Per Mosca, i benefici economici e strategici superano nettamente i danni causati dal cambiamento climatico

Segue nostro Telegram.

Un chiodo fisso occidentale

Dunque, da dove iniziare? Fra i tanti temi che appestano la stampa occidentale, ce ne è uno che va di moda ormai da decenni e che periodicamente viene alzato nei trend comunicativi: il cambiamento climatico.

Non faremo una trattazione filosofico-politica sull’argomento, mentre ci interessa ragionare sulle ragioni dell’attacco occidentale nei confronti della Russia proprio su questo tema. Perché non si tratta solo di una questione di infowarfare – dove sicuramente l’Occidente collettivo ha interesse a tentare di squalificare la Russia nella sua credibilità internazionale -, ma è qualcosa di più, c’è un interesse occulto. Perché quello del cambiamento climatico è un business come tanti altri.

La Russia riconosce che il cambiamento climatico rappresenta una delle principali sfide globali odierne, andando ben oltre la sfera scientifica per configurarsi come una questione complessa e interdisciplinare che coinvolge aspetti ambientali, economici e sociali legati allo sviluppo sostenibile della Federazione Russa.

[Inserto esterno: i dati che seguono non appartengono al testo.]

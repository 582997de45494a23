//! CLI argument parsing for velocliff

use clap::{ArgGroup, Parser, ValueEnum};
use std::path::PathBuf;

/// Output format for analysis results
#[derive(Debug, Clone, Copy, PartialEq, Eq, ValueEnum)]
pub enum OutputFormat {
    /// Human-readable text report (default)
    Text,
    /// JSON format for machine parsing
    Json,
}

#[derive(Parser, Debug)]
#[command(name = "velocliff")]
#[command(version)]
#[command(
    about = "Find the release speed where a pitcher's results fall off a cliff",
    long_about = None
)]
#[command(group(ArgGroup::new("subject").required(true).args(["player", "pitcher"])))]
pub struct Cli {
    /// Pitch data file (JSON with "players" and "pitches")
    #[arg(short, long, value_name = "FILE")]
    pub data: PathBuf,

    /// Player name, e.g. "Jack Flaherty"
    #[arg(long)]
    pub player: Option<String>,

    /// Pitcher id (MLBAM)
    #[arg(long, value_name = "ID")]
    pub pitcher: Option<String>,

    /// First season to include
    #[arg(long = "start-year", value_name = "YEAR")]
    pub start_year: Option<i32>,

    /// Last season to include (defaults to --start-year)
    #[arg(long = "end-year", value_name = "YEAR")]
    pub end_year: Option<i32>,

    /// Pitch type to analyze
    #[arg(long = "pitch-type", default_value = "FF")]
    pub pitch_type: String,

    /// Analysis configuration file (TOML)
    #[arg(short, long, value_name = "FILE")]
    pub config: Option<PathBuf>,

    /// Metropolis iterations for the Bayesian detector
    #[arg(long, value_name = "N")]
    pub samples: Option<usize>,

    /// Seed for the Bayesian detector (random if omitted)
    #[arg(long)]
    pub seed: Option<u64>,

    /// Smoothing window for both detectors
    #[arg(long, value_name = "PITCHES")]
    pub window: Option<usize>,

    /// CUSUM drift allowance k
    #[arg(long, value_name = "K")]
    pub drift: Option<f64>,

    /// Abort the Bayesian search after this many milliseconds
    #[arg(long = "timeout-ms", value_name = "MS")]
    pub timeout_ms: Option<u64>,

    /// Output format (text or json)
    #[arg(long = "format", value_enum, default_value = "text")]
    pub format: OutputFormat,

    /// Print per-pitch-type summary statistics before the analysis
    #[arg(long)]
    pub summary: bool,

    /// Write per-pitch smoothed outcome and CUSUM values to a CSV file
    #[arg(long = "trace-csv", value_name = "FILE")]
    pub trace_csv: Option<PathBuf>,

    /// Enable debug tracing output to stderr
    #[arg(long)]
    pub debug: bool,
}

#[cfg(test)]
mod tests {
    use super::*;

    #[test]
    fn test_cli_parses_player() {
        let cli = Cli::parse_from([
            "velocliff",
            "--data",
            "pitches.json",
            "--player",
            "Jack Flaherty",
        ]);
        assert_eq!(cli.player.as_deref(), Some("Jack Flaherty"));
        assert_eq!(cli.pitch_type, "FF");
        assert_eq!(cli.format, OutputFormat::Text);
        assert!(cli.start_year.is_none());
        assert!(!cli.summary);
    }

    #[test]
    fn test_cli_requires_subject() {
        assert!(Cli::try_parse_from(["velocliff", "--data", "pitches.json"]).is_err());
    }

    #[test]
    fn test_cli_player_and_pitcher_conflict() {
        let result = Cli::try_parse_from([
            "velocliff",
            "--data",
            "pitches.json",
            "--player",
            "Jack Flaherty",
            "--pitcher",
            "656427",
        ]);
        assert!(result.is_err());
    }

    #[test]
    fn test_cli_overrides() {
        let cli = Cli::parse_from([
            "velocliff",
            "-d",
            "pitches.json",
            "--pitcher",
            "656427",
            "--start-year",
            "2022",
            "--end-year",
            "2024",
            "--pitch-type",
            "SI",
            "--samples",
            "20000",
            "--seed",
            "42",
            "--window",
            "8",
            "--drift",
            "0.01",
            "--timeout-ms",
            "500",
            "--format",
            "json",
            "--summary",
            "--trace-csv",
            "trace.csv",
        ]);
        assert_eq!(cli.pitcher.as_deref(), Some("656427"));
        assert_eq!(cli.start_year, Some(2022));
        assert_eq!(cli.end_year, Some(2024));
        assert_eq!(cli.pitch_type, "SI");
        assert_eq!(cli.samples, Some(20000));
        assert_eq!(cli.seed, Some(42));
        assert_eq!(cli.window, Some(8));
        assert_eq!(cli.drift, Some(0.01));
        assert_eq!(cli.timeout_ms, Some(500));
        assert_eq!(cli.format, OutputFormat::Json);
        assert!(cli.summary);
        assert_eq!(cli.trace_csv, Some(PathBuf::from("trace.csv")));
    }
}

Le evidenze fornite dalla scienza contemporanea rafforzano l’ipotesi secondo cui le attività economiche umane – in particolare le emissioni di gas serra prodotte dalla combustione dei combustibili fossili – influiscano in maniera significativa sul sistema climatico.

Il cambiamento climatico è un fenomeno articolato, che si manifesta attraverso l’aumento della frequenza e dell’intensità di eventi climatici anomali e condizioni meteorologiche estreme. Vi è un’elevata probabilità che tale processo acceleri nel corso del XXI secolo. Gli effetti previsti avranno conseguenze inevitabili per la vita umana, vegetale e animale su scala globale, e in alcune aree del mondo potrebbero costituire una minaccia concreta al benessere delle popolazioni e alla possibilità di uno sviluppo sostenibile. Questi elementi rendono necessario considerare il cambiamento climatico come una delle principali questioni strategiche a lungo termine per la sicurezza nazionale.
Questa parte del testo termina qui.